* Exercise requirements *
Reproduce the records below exactly, but only between the lines holding "if let Some(overrides)" and "url.set_query(None);", inclusive.
=== Extracted information ===
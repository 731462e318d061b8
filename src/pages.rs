//! Minimal HTML rendering for the relay's user-facing pages.

// self
use crate::{_prelude::*, auth::AccessGrant};

/// Landing page.
pub fn index() -> String {
	page(
		"Sign in",
		"<p>This service connects your account via OAuth 1.0a.</p>\
		 <p><a href=\"/start\">Start sign-in</a></p>",
	)
}

/// Redirect page shown after a request token was obtained.
///
/// `authorize_url` already carries the `oauth_token` query parameter.
pub fn start(authorize_url: &Url) -> String {
	let href = escape(authorize_url.as_str());

	page(
		"Authorize",
		&format!(
			"<p>A request token was issued. Continue to the provider to authorize it:</p>\
			 <p><a href=\"{href}\">{href}</a></p>",
		),
	)
}

/// Success page rendered after the access grant was persisted.
pub fn success(grant: &AccessGrant) -> String {
	page(
		"Signed in",
		&format!(
			"<p>Authorization complete.</p>\
			 <p>Screen name: <strong>{}</strong></p>\
			 <p>User id: <strong>{}</strong></p>",
			escape(&grant.screen_name),
			escape(&grant.user_id),
		),
	)
}

/// Error page with a user-facing message.
pub fn error(message: &str) -> String {
	page("Error", &format!("<p>{}</p><p><a href=\"/\">Back</a></p>", escape(message)))
}

fn page(title: &str, body: &str) -> String {
	format!(
		"<!DOCTYPE html>\
		 <html><head><meta charset=\"utf-8\"><title>{title}</title></head>\
		 <body><h1>{title}</h1>{body}</body></html>",
		title = escape(title),
	)
}

fn escape(value: &str) -> String {
	let mut escaped = String::with_capacity(value.len());

	for c in value.chars() {
		match c {
			'&' => escaped.push_str("&amp;"),
			'<' => escaped.push_str("&lt;"),
			'>' => escaped.push_str("&gt;"),
			'"' => escaped.push_str("&quot;"),
			'\'' => escaped.push_str("&#39;"),
			_ => escaped.push(c),
		}
	}

	escaped
}
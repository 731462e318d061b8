//! Signed token exchanges against the provider's OAuth 1.0a endpoints.
//!
//! [`HandshakeClient`] owns the HTTP transport, consumer credentials, and
//! provider descriptor so the HTTP handlers only deal with the two handshake
//! operations: obtaining a temporary request token and exchanging it (plus the
//! user's verifier) for a long-lived access grant.

// crates.io
use reqwest::header::AUTHORIZATION;
use url::form_urlencoded;
// self
use crate::{
	_prelude::*,
	auth::{AccessGrant, Consumer, RequestToken, TokenSecret},
	error::TransportError,
	provider::ProviderDescriptor,
	sign::Signer,
};

const BODY_PREVIEW_LEN: usize = 256;

/// Client for the request-token and access-token exchanges.
#[derive(Clone, Debug)]
pub struct HandshakeClient {
	http: ReqwestClient,
	consumer: Consumer,
	descriptor: ProviderDescriptor,
}
impl HandshakeClient {
	/// Creates a client with a default reqwest transport.
	pub fn new(consumer: Consumer, descriptor: ProviderDescriptor) -> Self {
		Self::with_http_client(ReqwestClient::default(), consumer, descriptor)
	}

	/// Creates a client that reuses the caller-provided reqwest transport.
	pub fn with_http_client(
		http: ReqwestClient,
		consumer: Consumer,
		descriptor: ProviderDescriptor,
	) -> Self {
		Self { http, consumer, descriptor }
	}

	/// Provider descriptor this client talks to.
	pub fn descriptor(&self) -> &ProviderDescriptor {
		&self.descriptor
	}

	/// Requests a temporary credential, announcing `callback` as the return URL.
	pub async fn request_token(&self, callback: &Url) -> Result<RequestToken> {
		let body = self
			.post_signed(
				self.descriptor.endpoints.request_token.clone(),
				&[("oauth_callback", callback.as_str())],
				None,
			)
			.await?;

		parse_request_token(&body)
	}

	/// Exchanges an authorized request token and verifier for an access grant.
	pub async fn access_token(
		&self,
		token: &str,
		secret: &TokenSecret,
		verifier: &str,
	) -> Result<AccessGrant> {
		let body = self
			.post_signed(
				self.descriptor.endpoints.access_token.clone(),
				&[("oauth_verifier", verifier)],
				Some((token, secret)),
			)
			.await?;

		parse_access_grant(&body)
	}

	async fn post_signed(
		&self,
		endpoint: Url,
		extra: &[(&str, &str)],
		token: Option<(&str, &TokenSecret)>,
	) -> Result<String> {
		let mut signer = Signer::new(&self.consumer);

		if let Some((token, secret)) = token {
			signer = signer.with_token(token, secret);
		}

		let header = signer.authorization_header("POST", &endpoint, extra);
		let response = self
			.http
			.post(endpoint)
			.header(AUTHORIZATION, header)
			.send()
			.await
			.map_err(TransportError::from)?;
		let status = response.status();
		let body = response.text().await.map_err(TransportError::from)?;

		if !status.is_success() {
			return Err(Error::Provider { status: status.as_u16(), body: preview(&body) });
		}

		Ok(body)
	}
}

fn parse_request_token(body: &str) -> Result<RequestToken> {
	let mut pairs = parse_form(body);
	let token = pairs.remove("oauth_token").ok_or(Error::Parse { field: "oauth_token" })?;
	let secret =
		pairs.remove("oauth_token_secret").ok_or(Error::Parse { field: "oauth_token_secret" })?;

	Ok(RequestToken { token, secret: TokenSecret::new(secret) })
}

fn parse_access_grant(body: &str) -> Result<AccessGrant> {
	let mut pairs = parse_form(body);
	let screen_name = pairs.remove("screen_name").ok_or(Error::Parse { field: "screen_name" })?;
	let user_id = pairs.remove("user_id").ok_or(Error::Parse { field: "user_id" })?;
	let token = pairs.remove("oauth_token").ok_or(Error::Parse { field: "oauth_token" })?;
	let secret =
		pairs.remove("oauth_token_secret").ok_or(Error::Parse { field: "oauth_token_secret" })?;

	Ok(AccessGrant { screen_name, user_id, token, secret: TokenSecret::new(secret) })
}

fn parse_form(body: &str) -> HashMap<String, String> {
	form_urlencoded::parse(body.as_bytes()).into_owned().collect()
}

fn preview(body: &str) -> String {
	if body.len() <= BODY_PREVIEW_LEN {
		return body.into();
	}

	let mut cut = BODY_PREVIEW_LEN;

	while !body.is_char_boundary(cut) {
		cut -= 1;
	}

	body[..cut].into()
}
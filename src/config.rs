//! Layered relay configuration.
//!
//! Values resolve in three layers, mirroring the deployment story of the
//! service: built-in placeholder defaults, then the `APP_CONSUMER_KEY` /
//! `APP_CONSUMER_SECRET` environment variables, then an optional TOML file
//! whose present keys override everything before it. A missing file is
//! silently ignored; a malformed one is a hard error.

// std
use std::{env, fs, io::ErrorKind, net::SocketAddr};
// self
use crate::{
	_prelude::*,
	auth::{Consumer, TokenSecret},
	error::ConfigError,
};

/// Environment variable carrying the consumer key.
pub const ENV_CONSUMER_KEY: &str = "APP_CONSUMER_KEY";
/// Environment variable carrying the consumer secret.
pub const ENV_CONSUMER_SECRET: &str = "APP_CONSUMER_SECRET";
/// Environment variable overriding the config file path.
pub const ENV_CONFIG_FILE: &str = "APP_CONFIG";

const DEFAULT_CONFIG_FILE: &str = "relay.toml";
const PLACEHOLDER_CONSUMER_KEY: &str = "consumer-key-placeholder";
const PLACEHOLDER_CONSUMER_SECRET: &str = "consumer-secret-placeholder";
const DEFAULT_PUBLIC_URL: &str = "http://127.0.0.1:8080";
const DEFAULT_BIND: &str = "127.0.0.1:8080";
const DEFAULT_DATABASE: &str = "relay.sqlite3";
const DEFAULT_LOG_PATH: &str = "log/oauth1-relay.log";
const DEFAULT_USER_ROW: i64 = 2;

/// Resolved relay configuration.
#[derive(Clone, Debug)]
pub struct AppConfig {
	/// Consumer key registered with the provider.
	pub consumer_key: String,
	/// Consumer secret registered with the provider.
	pub consumer_secret: TokenSecret,
	/// Public base URL the provider redirects back to.
	pub public_url: Url,
	/// Local socket address to serve on.
	pub bind: SocketAddr,
	/// SQLite database path.
	pub database: PathBuf,
	/// Log file path.
	pub log_path: PathBuf,
	/// Fixed user row updated by the grant store (single-tenant deployment).
	pub user_row: i64,
}
impl AppConfig {
	/// Loads configuration from the process environment and the config file.
	pub fn load() -> Result<Self, ConfigError> {
		let file = env::var(ENV_CONFIG_FILE).unwrap_or_else(|_| DEFAULT_CONFIG_FILE.into());

		Self::load_from(
			env::var(ENV_CONSUMER_KEY).ok(),
			env::var(ENV_CONSUMER_SECRET).ok(),
			Path::new(&file),
		)
	}

	/// Resolves the layered configuration from explicit inputs.
	pub fn load_from(
		env_key: Option<String>,
		env_secret: Option<String>,
		file: &Path,
	) -> Result<Self, ConfigError> {
		let mut config = Self::placeholder()?;

		if let Some(key) = env_key {
			config.consumer_key = key;
		}
		if let Some(secret) = env_secret {
			config.consumer_secret = TokenSecret::new(secret);
		}
		if let Some(overrides) = read_overrides(file)? {
			config.apply(overrides)?;
		}

		Ok(config)
	}

	/// Consumer credentials for the handshake client.
	pub fn consumer(&self) -> Consumer {
		Consumer { key: self.consumer_key.clone(), secret: self.consumer_secret.clone() }
	}

	/// External callback URL derived from the public base URL.
	pub fn callback_url(&self) -> Url {
		let mut url = self.public_url.clone();

		url.set_path("/callback");
		url.set_query(None);

		url
	}

	fn placeholder() -> Result<Self, ConfigError> {
		Ok(Self {
			consumer_key: PLACEHOLDER_CONSUMER_KEY.into(),
			consumer_secret: TokenSecret::new(PLACEHOLDER_CONSUMER_SECRET),
			public_url: Url::parse(DEFAULT_PUBLIC_URL)
				.map_err(|source| ConfigError::InvalidPublicUrl { source })?,
			bind: DEFAULT_BIND
				.parse()
				.map_err(|source| ConfigError::InvalidBindAddress { source })?,
			database: DEFAULT_DATABASE.into(),
			log_path: DEFAULT_LOG_PATH.into(),
			user_row: DEFAULT_USER_ROW,
		})
	}

	fn apply(&mut self, overrides: FileOverrides) -> Result<(), ConfigError> {
		if let Some(key) = overrides.consumer_key {
			self.consumer_key = key;
		}
		if let Some(secret) = overrides.consumer_secret {
			self.consumer_secret = TokenSecret::new(secret);
		}
		if let Some(raw) = overrides.public_url {
			self.public_url =
				Url::parse(&raw).map_err(|source| ConfigError::InvalidPublicUrl { source })?;
		}
		if let Some(raw) = overrides.bind {
			self.bind =
				raw.parse().map_err(|source| ConfigError::InvalidBindAddress { source })?;
		}
		if let Some(database) = overrides.database {
			self.database = database;
		}
		if let Some(log_path) = overrides.log_path {
			self.log_path = log_path;
		}
		if let Some(user_row) = overrides.user_row {
			self.user_row = user_row;
		}

		Ok(())
	}
}

#[derive(Debug, Default, Deserialize)]
struct FileOverrides {
	consumer_key: Option<String>,
	consumer_secret: Option<String>,
	public_url: Option<String>,
	bind: Option<String>,
	database: Option<PathBuf>,
	log_path: Option<PathBuf>,
	user_row: Option<i64>,
}

fn read_overrides(path: &Path) -> Result<Option<FileOverrides>, ConfigError> {
	let raw = match fs::read_to_string(path) {
		Ok(raw) => raw,
		Err(e) if e.kind() == ErrorKind::NotFound => return Ok(None),
		Err(source) =>
			return Err(ConfigError::FileRead { path: path.display().to_string(), source }),
	};

	toml::from_str(&raw)
		.map(Some)
		.map_err(|source| ConfigError::FileParse { path: path.display().to_string(), source })
}

#[cfg(test)]
mod tests {
	// std
	use std::io::Write;
	// self
	use super::*;

	fn write_config(contents: &str) -> (tempfile::TempDir, PathBuf) {
		let dir = tempfile::tempdir().expect("Temp dir should be creatable.");
		let path = dir.path().join("relay.toml");
		let mut file = fs::File::create(&path).expect("Config file should be creatable.");

		file.write_all(contents.as_bytes()).expect("Config file should be writable.");

		(dir, path)
	}

	#[test]
	fn defaults_apply_without_env_or_file() {
		let config = AppConfig::load_from(None, None, Path::new("does-not-exist.toml"))
			.expect("Defaults should resolve.");

		assert_eq!(config.consumer_key, PLACEHOLDER_CONSUMER_KEY);
		assert_eq!(config.consumer_secret.expose(), PLACEHOLDER_CONSUMER_SECRET);
		assert_eq!(config.user_row, DEFAULT_USER_ROW);
		assert_eq!(config.callback_url().as_str(), "http://127.0.0.1:8080/callback");
	}

	#[test]
	fn environment_overrides_defaults() {
		let config = AppConfig::load_from(
			Some("env-key".into()),
			Some("env-secret".into()),
			Path::new("does-not-exist.toml"),
		)
		.expect("Environment layer should resolve.");

		assert_eq!(config.consumer_key, "env-key");
		assert_eq!(config.consumer_secret.expose(), "env-secret");
	}

	#[test]
	fn file_overrides_environment() {
		let (_dir, path) = write_config(
			"consumer_key = \"file-key\"\n\
			 public_url = \"https://relay.example.com\"\n\
			 user_row = 7\n",
		);
		let config = AppConfig::load_from(Some("env-key".into()), Some("env-secret".into()), &path)
			.expect("File layer should resolve.");

		assert_eq!(config.consumer_key, "file-key");
		// Keys absent from the file keep the previous layer's value.
		assert_eq!(config.consumer_secret.expose(), "env-secret");
		assert_eq!(config.user_row, 7);
		assert_eq!(config.callback_url().as_str(), "https://relay.example.com/callback");
	}

	#[test]
	fn malformed_files_are_rejected() {
		let (_dir, path) = write_config("consumer_key = [not toml");
		let err = AppConfig::load_from(None, None, &path)
			.expect_err("Malformed TOML should be rejected.");

		assert!(matches!(err, ConfigError::FileParse { .. }));
	}

	#[test]
	fn invalid_overrides_are_rejected() {
		let (_dir, path) = write_config("bind = \"not-an-address\"\n");
		let err = AppConfig::load_from(None, None, &path)
			.expect_err("Invalid bind addresses should be rejected.");

		assert!(matches!(err, ConfigError::InvalidBindAddress { .. }));
	}
}
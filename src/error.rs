//! Relay-level error types shared across the handshake client, handlers, and stores.

// self
use crate::_prelude::*;

/// Relay-wide result type alias returning [`Error`] by default.
pub type Result<T, E = Error> = std::result::Result<T, E>;

type BoxError = Box<dyn std::error::Error + Send + Sync>;

/// Canonical relay error exposed by public APIs.
#[derive(Debug, ThisError)]
pub enum Error {
	/// Storage-layer failure.
	#[error("{0}")]
	Storage(
		#[from]
		#[source]
		crate::store::StoreError,
	),
	/// Local configuration problem.
	#[error(transparent)]
	Config(#[from] ConfigError),
	/// Transport failure (DNS, TCP, TLS).
	#[error(transparent)]
	Transport(#[from] TransportError),

	/// Provider answered an OAuth endpoint with a non-success status.
	#[error("Provider returned status {status}: {body}.")]
	Provider {
		/// HTTP status code returned by the provider.
		status: u16,
		/// Truncated response body for diagnostics.
		body: String,
	},
	/// Provider returned a token response that lacks a required field.
	#[error("Provider response is missing `{field}`.")]
	Parse {
		/// Name of the absent form field.
		field: &'static str,
	},
	/// Callback request arrived without a mandatory query parameter.
	#[error("Callback parameter `{name}` is missing.")]
	MissingParameter {
		/// Name of the absent query parameter.
		name: &'static str,
	},
	/// Callback carried a request token the relay never issued or already consumed.
	#[error("Request token was not found in the pending registry.")]
	TokenNotFound,
	/// The end user declined the authorization request at the provider.
	#[error("The authorization request was denied by the user.")]
	Denied,
}

/// Configuration and validation failures raised by the relay.
#[derive(Debug, ThisError)]
pub enum ConfigError {
	/// Config file exists but could not be read.
	#[error("Config file `{path}` could not be read.")]
	FileRead {
		/// Path that failed to load.
		path: String,
		/// Underlying IO failure.
		#[source]
		source: std::io::Error,
	},
	/// Config file contains invalid TOML.
	#[error("Config file `{path}` is not valid TOML.")]
	FileParse {
		/// Path that failed to parse.
		path: String,
		/// Underlying parsing failure.
		#[source]
		source: toml::de::Error,
	},
	/// Public base URL cannot be parsed.
	#[error("Public URL is invalid.")]
	InvalidPublicUrl {
		/// Underlying parsing failure.
		#[source]
		source: url::ParseError,
	},
	/// Bind address cannot be parsed.
	#[error("Bind address is invalid.")]
	InvalidBindAddress {
		/// Underlying parsing failure.
		#[source]
		source: std::net::AddrParseError,
	},
	/// Provider descriptor failed validation.
	#[error("Provider descriptor is invalid.")]
	InvalidDescriptor(#[from] crate::provider::ProviderDescriptorError),
	/// Log file could not be opened for appending.
	#[error("Log file `{path}` could not be opened.")]
	LogFile {
		/// Path that failed to open.
		path: String,
		/// Underlying IO failure.
		#[source]
		source: std::io::Error,
	},
}

/// Transport-level failures (network, IO).
#[derive(Debug, ThisError)]
pub enum TransportError {
	/// Underlying HTTP client reported a network failure.
	#[error("Network error occurred while calling the provider.")]
	Network {
		/// Transport-specific network error.
		#[source]
		source: BoxError,
	},
	/// Underlying IO failure surfaced during transport.
	#[error("I/O error occurred while serving or calling the provider.")]
	Io(#[from] std::io::Error),
}
impl TransportError {
	/// Wraps a transport-specific network error.
	pub fn network(src: impl 'static + Send + Sync + std::error::Error) -> Self {
		Self::Network { source: Box::new(src) }
	}
}
impl From<ReqwestError> for TransportError {
	fn from(e: ReqwestError) -> Self {
		Self::network(e)
	}
}
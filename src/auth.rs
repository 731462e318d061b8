//! Credential types shared across the handshake flow.

// self
use crate::_prelude::*;

/// Redacted token secret wrapper keeping sensitive material out of logs.
#[derive(Clone, PartialEq, Eq)]
pub struct TokenSecret(String);
impl TokenSecret {
	/// Wraps a new secret string.
	pub fn new(value: impl Into<String>) -> Self {
		Self(value.into())
	}

	/// Returns the inner secret value. Callers must avoid logging this string.
	pub fn expose(&self) -> &str {
		&self.0
	}
}
impl AsRef<str> for TokenSecret {
	fn as_ref(&self) -> &str {
		self.expose()
	}
}
impl Debug for TokenSecret {
	fn fmt(&self, f: &mut Formatter) -> FmtResult {
		f.debug_tuple("TokenSecret").field(&"<redacted>").finish()
	}
}
impl Display for TokenSecret {
	fn fmt(&self, f: &mut Formatter) -> FmtResult {
		f.write_str("<redacted>")
	}
}

/// Application (consumer) credentials registered with the provider.
#[derive(Clone, Debug)]
pub struct Consumer {
	/// Consumer key identifying the application.
	pub key: String,
	/// Consumer secret used for request signing.
	pub secret: TokenSecret,
}
impl Consumer {
	/// Creates consumer credentials from a key/secret pair.
	pub fn new(key: impl Into<String>, secret: impl Into<String>) -> Self {
		Self { key: key.into(), secret: TokenSecret::new(secret) }
	}
}

/// Temporary credential issued by the provider's request-token endpoint.
///
/// Lives only for the span between the authorize redirect and the callback;
/// the relay keeps it in the pending registry and discards it afterwards.
#[derive(Clone, Debug)]
pub struct RequestToken {
	/// Public request token value.
	pub token: String,
	/// Matching request token secret.
	pub secret: TokenSecret,
}

/// Long-lived credential pair produced by a successful access-token exchange.
#[derive(Clone, Debug, PartialEq, Eq)]
pub struct AccessGrant {
	/// Screen name reported by the provider.
	pub screen_name: String,
	/// Stable user identifier reported by the provider.
	pub user_id: String,
	/// Access token authorizing API calls on the user's behalf.
	pub token: String,
	/// Matching access token secret.
	pub secret: TokenSecret,
}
===
* Exercise solution *
		if let Some(overrides) = read_overrides(file)? {
			config.apply(overrides)?;
		}

		Ok(config)
	}

	/// Consumer credentials for the handshake client.
	pub fn consumer(&self) -> Consumer {
		Consumer { key: self.consumer_key.clone(), secret: self.consumer_secret.clone() }
	}

	/// External callback URL derived from the public base URL.
	pub fn callback_url(&self) -> Url {
		let mut url = self.public_url.clone();

		url.set_path("/callback");
		url.set_query(None);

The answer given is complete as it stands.